Welcome Rejection

Turning rejection around and use it as an opportunity for growth

Once gain Jeremy Sutton writes:

“Embrace Every Problem as a Gift

Creativity starts with an inspiration. That inspiration can be an idea you have or a problem you face. Every idea presents a problem as well as an opportunity. Put another way, Inspiration = Problem + Opportunity. The problem, or challenge, is how to manifest and realize the idea. The opportunity is to engage in the process of exploring solutions and to bring something into existence that didn’t exist before. With this perspective you can now embrace every problem and challenge as a gift. Every problem is an opportunity for creativity.”

We learn more from failure than success.  If all we get is praise, how do we handle rejection and where do the opportunities for change or growth exist?

With failure, after digestion, comes the motivation to look at what we are doing from another perspective.  To explore other solutions to problem(s). It is a nudge to take a fresher look or create another perspective

The idea is not to feel defeated but to welcome critique and failure to question our complacency and look at things afresh.  Few of us do not ride on the coattails of our successes and keep repeating over and over again until Bam!!  From our inner voice or critic: “No, that’s enough, not anymore”. “You are quite capable of exploring something new.”

As a watercolor painter one of my goals is to work towards recognition by my peers and gain acceptance into a Watercolor Society Juried Exhibitions.  I have had my fair share of rejections and, after the initial disappointment and feeling of deflation, I take another look at my submission.  I nearly always try to look with a objectivity and more critical, fresher eye. 

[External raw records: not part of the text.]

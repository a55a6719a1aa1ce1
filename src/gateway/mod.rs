//! HTTP gateway: one route, `POST /refactor`, behind CORS, panic catching and request tracing.

pub mod cors;
pub mod form;
pub mod handlers;
pub mod response;

use crate::config::toml_config::{CorsConfig, RelayConfig};
use crate::core::refactor::RefactorService;
use crate::utils::error::Result;
use axum::routing::post;
use axum::Router;
use std::sync::Arc;
use tower_http::catch_panic::CatchPanicLayer;
use tower_http::trace::TraceLayer;

#[derive(Clone)]
pub struct AppState {
    pub service: Arc<RefactorService>,
}

pub fn build_router(service: Arc<RefactorService>, cors: &CorsConfig) -> Router {
    Router::new()
        .route("/refactor", post(handlers::refactor))
        .layer(CatchPanicLayer::custom(response::handle_panic))
        .layer(cors::build_cors_layer(cors))
        .layer(TraceLayer::new_for_http())
        .with_state(AppState { service })
}

pub async fn serve(config: &RelayConfig, service: Arc<RefactorService>) -> Result<()> {
    let mode = service.mode();
    let app = build_router(service, &config.cors);

    let listener = tokio::net::TcpListener::bind(config.bind_address()).await?;
    tracing::info!(
        "🚀 Listening on http://{} ({} mode)",
        listener.local_addr()?,
        mode
    );

    axum::serve(listener, app)
        .with_graceful_shutdown(shutdown_signal())
        .await?;

    tracing::info!("Server stopped");
    Ok(())
}

async fn shutdown_signal() {
    match tokio::signal::ctrl_c().await {
        Ok(()) => tracing::info!("Received Ctrl+C, shutting down"),
        Err(e) => {
            tracing::error!("Failed to listen for Ctrl+C: {}", e);
            std::future::pending::<()>().await;
        }
    }
}
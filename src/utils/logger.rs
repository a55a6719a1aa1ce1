use tracing_subscriber::{fmt, layer::SubscriberExt, util::SubscriberInitExt, EnvFilter};

/// 日誌輸出格式
#[derive(Debug, Clone, Copy, PartialEq, Eq)]
pub enum LogFormat {
    /// 單行精簡格式，適合終端機
    Compact,
    /// 結構化 JSON，供容器或集中式日誌收集使用
    Json,
}

impl LogFormat {
    pub fn from_json_flag(json: bool) -> Self {
        if json {
            LogFormat::Json
        } else {
            LogFormat::Compact
        }
    }
}

/// RUST_LOG 未設定時使用的過濾規則；verbose 時一併顯示 tower_http 的請求追蹤
pub fn filter_directive(verbose: bool) -> &'static str {
    if verbose {
        "refactor_relay=debug,tower_http=debug,info"
    } else {
        "refactor_relay=info,tower_http=warn"
    }
}

fn env_filter(verbose: bool) -> EnvFilter {
    EnvFilter::try_from_default_env().unwrap_or_else(|_| EnvFilter::new(filter_directive(verbose)))
}

/// 安裝全域 subscriber，程式啟動時呼叫一次
pub fn init_logger(format: LogFormat, verbose: bool) {
    let registry = tracing_subscriber::registry().with(env_filter(verbose));

    match format {
        LogFormat::Compact => registry
            .with(fmt::layer().with_target(false).compact())
            .init(),
        LogFormat::Json => registry
            .with(fmt::layer().with_target(true).json())
            .init(),
    }
}
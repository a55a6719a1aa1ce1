use crate::domain::model::RefactorRequest;
use crate::utils::error::{FieldIssue, RelayError};
use axum::extract::{FromRequest, Multipart, Request};
use axum::http::{header, HeaderMap, StatusCode};
use axum::Form;

const USER_CODE: &str = "user_code";
const REFACTOR_REQUEST: &str = "refactor_request";

/// Form body of `POST /refactor`, accepted as urlencoded or multipart.
#[derive(Debug)]
pub struct RefactorForm(pub RefactorRequest);

#[derive(Debug, Default)]
struct RawRefactorForm {
    user_code: Option<String>,
    refactor_request: Option<String>,
}

impl RawRefactorForm {
    /// 重複的欄位以最後一個值為準，未知欄位略過
    fn set(&mut self, name: &str, value: String) {
        match name {
            USER_CODE => self.user_code = Some(value),
            REFACTOR_REQUEST => self.refactor_request = Some(value),
            _ => {}
        }
    }

    /// 空字串視同未提供
    fn into_request(self) -> Result<RefactorRequest, RelayError> {
        let user_code = self.user_code.filter(|v| !v.is_empty());
        let refactor_request = self.refactor_request.filter(|v| !v.is_empty());

        match (user_code, refactor_request) {
            (Some(user_code), Some(refactor_request)) => Ok(RefactorRequest {
                user_code,
                refactor_request,
            }),
            (user_code, refactor_request) => {
                let mut issues = Vec::new();
                if user_code.is_none() {
                    issues.push(FieldIssue::missing(USER_CODE));
                }
                if refactor_request.is_none() {
                    issues.push(FieldIssue::missing(REFACTOR_REQUEST));
                }
                Err(RelayError::ValidationError { issues })
            }
        }
    }
}

enum FormKind {
    UrlEncoded,
    Multipart,
    Other,
}

fn form_kind(headers: &HeaderMap) -> FormKind {
    let content_type = headers
        .get(header::CONTENT_TYPE)
        .and_then(|v| v.to_str().ok())
        .map(|v| v.to_ascii_lowercase())
        .unwrap_or_default();

    if content_type.starts_with("application/x-www-form-urlencoded") {
        FormKind::UrlEncoded
    } else if content_type.starts_with("multipart/form-data") {
        FormKind::Multipart
    } else {
        FormKind::Other
    }
}

fn malformed(status: StatusCode, message: String) -> RelayError {
    RelayError::MalformedBodyError {
        status: status.as_u16(),
        message,
    }
}

async fn read_multipart<S>(req: Request, state: &S) -> Result<RawRefactorForm, RelayError>
where
    S: Send + Sync,
{
    let mut multipart = Multipart::from_request(req, state)
        .await
        .map_err(|rejection| malformed(rejection.status(), rejection.body_text()))?;

    let mut raw = RawRefactorForm::default();
    while let Some(field) = multipart
        .next_field()
        .await
        .map_err(|e| malformed(e.status(), e.body_text()))?
    {
        let Some(name) = field.name().map(str::to_string) else {
            continue;
        };
        let value = field
            .text()
            .await
            .map_err(|e| malformed(e.status(), e.body_text()))?;
        raw.set(&name, value);
    }
    Ok(raw)
}

impl<S> FromRequest<S> for RefactorForm
where
    S: Send + Sync,
{
    type Rejection = RelayError;

    async fn from_request(req: Request, state: &S) -> Result<Self, Self::Rejection> {
        let raw = match form_kind(req.headers()) {
            FormKind::UrlEncoded => {
                let Form(pairs) = Form::<Vec<(String, String)>>::from_request(req, state)
                    .await
                    .map_err(|rejection| malformed(rejection.status(), rejection.body_text()))?;
                let mut raw = RawRefactorForm::default();
                for (name, value) in pairs {
                    raw.set(&name, value);
                }
                raw
            }
            FormKind::Multipart => read_multipart(req, state).await?,
            // 非表單內容等同兩個欄位都缺少
            FormKind::Other => RawRefactorForm::default(),
        };

        raw.into_request().map(RefactorForm)
    }
}
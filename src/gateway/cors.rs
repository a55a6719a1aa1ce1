use crate::config::toml_config::CorsConfig;
use axum::http::{HeaderName, HeaderValue, Method};
use tower_http::cors::{AllowHeaders, AllowMethods, AllowOrigin, Any, CorsLayer};

fn is_wildcard(values: &[String]) -> bool {
    values.iter().any(|v| v == "*")
}

/// Build the CORS layer. A `*` entry with credentials enabled mirrors the request
/// value back, since browsers reject a literal `*` on credentialed requests.
pub fn build_cors_layer(cfg: &CorsConfig) -> CorsLayer {
    let mut layer = CorsLayer::new();

    // Allowed origins
    if is_wildcard(&cfg.allowed_origins) {
        layer = if cfg.allow_credentials {
            layer.allow_origin(AllowOrigin::mirror_request())
        } else {
            layer.allow_origin(Any)
        };
    } else {
        let origins: Vec<HeaderValue> = cfg
            .allowed_origins
            .iter()
            .filter_map(|s| HeaderValue::from_str(s).ok())
            .collect();
        if !origins.is_empty() {
            layer = layer.allow_origin(origins);
        }
    }

    // Methods
    if is_wildcard(&cfg.allowed_methods) {
        layer = if cfg.allow_credentials {
            layer.allow_methods(AllowMethods::mirror_request())
        } else {
            layer.allow_methods(Any)
        };
    } else {
        let methods: Vec<Method> = cfg
            .allowed_methods
            .iter()
            .filter_map(|s| s.parse().ok())
            .collect();
        if !methods.is_empty() {
            layer = layer.allow_methods(methods);
        }
    }

    // Headers
    if is_wildcard(&cfg.allowed_headers) {
        layer = if cfg.allow_credentials {
            layer.allow_headers(AllowHeaders::mirror_request())
        } else {
            layer.allow_headers(Any)
        };
    } else {
        let headers: Vec<HeaderName> = cfg
            .allowed_headers
            .iter()
            .filter_map(|s| s.parse().ok())
            .collect();
        if !headers.is_empty() {
            layer = layer.allow_headers(headers);
        }
    }

    if cfg.allow_credentials {
        layer = layer.allow_credentials(true);
    }

    if cfg.max_age_seconds > 0 {
        layer = layer.max_age(std::time::Duration::from_secs(cfg.max_age_seconds));
    }

    layer
}
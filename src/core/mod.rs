pub mod prompt;
pub mod refactor;

pub use crate::domain::model::{RefactorRequest, RefactorResult, ServiceMode};
pub use crate::domain::ports::GenerationClient;
pub use crate::utils::error::Result;
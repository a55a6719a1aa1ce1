use crate::utils::error::RelayError;
use axum::http::StatusCode;
use axum::response::{IntoResponse, Response};
use axum::Json;
use serde_json::{json, Value};
use std::any::Any;

fn detail_body(err: &RelayError) -> Value {
    match err {
        RelayError::ValidationError { issues } => json!({
            "detail": issues
                .iter()
                .map(|issue| json!({
                    "type": issue.kind,
                    "loc": ["body", issue.field],
                    "msg": issue.message,
                }))
                .collect::<Vec<_>>()
        }),
        other => json!({ "detail": other.to_string() }),
    }
}

impl IntoResponse for RelayError {
    fn into_response(self) -> Response {
        let status =
            StatusCode::from_u16(self.status_code()).unwrap_or(StatusCode::INTERNAL_SERVER_ERROR);
        (status, Json(detail_body(&self))).into_response()
    }
}

/// Renders a handler panic as the unexpected-error body.
pub fn handle_panic(err: Box<dyn Any + Send + 'static>) -> Response {
    let detail = if let Some(s) = err.downcast_ref::<String>() {
        s.clone()
    } else if let Some(s) = err.downcast_ref::<&str>() {
        s.to_string()
    } else {
        "unknown panic".to_string()
    };

    tracing::error!("❌ Unexpected Error: handler panicked: {}", detail);
    RelayError::UnexpectedError { detail }.into_response()
}

#[cfg(test)]
mod tests {
    use super::*;
    use crate::utils::error::FieldIssue;

    #[test]
    fn test_validation_detail_shape() {
        let body = detail_body(&RelayError::ValidationError {
            issues: vec![FieldIssue::missing("refactor_request")],
        });
        assert_eq!(
            body,
            json!({"detail": [{"type": "missing", "loc": ["body", "refactor_request"], "msg": "Field required"}]})
        );
    }

    #[test]
    fn test_panic_payload_becomes_500() {
        let response = handle_panic(Box::new("boom"));
        assert_eq!(response.status(), StatusCode::INTERNAL_SERVER_ERROR);
    }
}
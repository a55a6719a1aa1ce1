use crate::adapters::GeminiClient;
use crate::config::toml_config::RelayConfig;
use crate::core::prompt::{
    build_mock_response, build_user_prompt, truncate_chars, LOG_PREVIEW_CHARS, SYSTEM_INSTRUCTION,
};
use crate::core::{GenerationClient, RefactorRequest, RefactorResult, Result, ServiceMode};
use crate::utils::error::RelayError;
use std::sync::Arc;
use std::time::Duration;

enum Backend {
    Mock,
    Live(Arc<dyn GenerationClient>),
}

/// 重構服務：啟動時決定模式，之後只讀
pub struct RefactorService {
    backend: Backend,
    mock_delay: Duration,
}

impl RefactorService {
    pub fn mock(mock_delay: Duration) -> Self {
        Self {
            backend: Backend::Mock,
            mock_delay,
        }
    }

    pub fn live(client: Arc<dyn GenerationClient>) -> Self {
        Self {
            backend: Backend::Live(client),
            mock_delay: Duration::ZERO,
        }
    }

    /// 依配置建立服務。沒有 API key 或建立客戶端失敗時退回模擬模式，不會中止啟動
    pub fn from_config(config: &RelayConfig) -> Self {
        let Some(api_key) = config.resolve_api_key() else {
            tracing::warn!(
                "⚠️ {} not found. RUNNING IN MOCK MODE.",
                config.provider.api_key_env
            );
            return Self::mock(config.mock_delay());
        };

        match GeminiClient::new(
            api_key,
            config.provider.model.clone(),
            config.provider.base_url.clone(),
            config.request_timeout(),
        ) {
            Ok(client) => {
                tracing::info!(
                    "✅ Gemini client initialized successfully ({}). Real AI calls will be made.",
                    config.provider.model
                );
                Self::live(Arc::new(client))
            }
            Err(e) => {
                tracing::warn!(
                    "⚠️ Failed to initialize Gemini client. Running in MOCK MODE. Error: {}",
                    e
                );
                Self::mock(config.mock_delay())
            }
        }
    }

    pub fn mode(&self) -> ServiceMode {
        match self.backend {
            Backend::Mock => ServiceMode::Mock,
            Backend::Live(_) => ServiceMode::Live,
        }
    }

    pub async fn refactor(&self, request: &RefactorRequest) -> Result<RefactorResult> {
        match &self.backend {
            Backend::Mock => Ok(self.mock_refactor(request).await),
            Backend::Live(client) => self.live_refactor(client.as_ref(), request).await,
        }
    }

    async fn mock_refactor(&self, request: &RefactorRequest) -> RefactorResult {
        let text = build_mock_response(&request.refactor_request, &request.user_code);

        // 模擬網路延遲，方便前端測試
        if !self.mock_delay.is_zero() {
            tokio::time::sleep(self.mock_delay).await;
        }

        tracing::info!("Returning mock response.");
        RefactorResult::succeeded(text)
    }

    async fn live_refactor(
        &self,
        client: &dyn GenerationClient,
        request: &RefactorRequest,
    ) -> Result<RefactorResult> {
        let user_prompt = build_user_prompt(&request.refactor_request, &request.user_code);

        tracing::info!(
            "Calling {} with request: '{}...'",
            client.model(),
            truncate_chars(&request.refactor_request, LOG_PREVIEW_CHARS)
        );

        match client.generate(SYSTEM_INSTRUCTION, &user_prompt).await {
            Ok(text) => Ok(RefactorResult::succeeded(text.trim().to_string())),
            Err(e) if e.is_provider() => {
                tracing::error!("❌ Gemini API Error: {}", e);
                Err(RelayError::from(e))
            }
            Err(e) => {
                tracing::error!("❌ Unexpected Error: {}", e);
                Err(RelayError::from(e))
            }
        }
    }
}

I hardly ever redo a painting, but the experience of rejection always makes me try a little harder with a new painting in whatever area I have judged to be the reason for rejection.  It could be the color palette or the something in the composition.   It could be the subject matter and the submission is judged as being ho-hum and “Oh, not another view of the Bridge of Sighs”.  Sometimes I decide on several facets of a particular painting that could benefit a second approach.  But, for sure, the rejections have prompted me to look more critically, nudge complacency and offer an opportunity for growth.

The arts, sports, a sales career, college studies, even parenthood are all areas where  disappointment and rejection is a part of the experience.  I remember as a parent, consoling my son during an experience of rejection and reassuring him to think of it as an opportunity to learn and grow.  We all have hurdles to jump and the more experience we have in jumping, the higher our poles and aims may go.  So welcome the challenge and never, ever take it personally.

It makes acceptance and success all the more rewarding.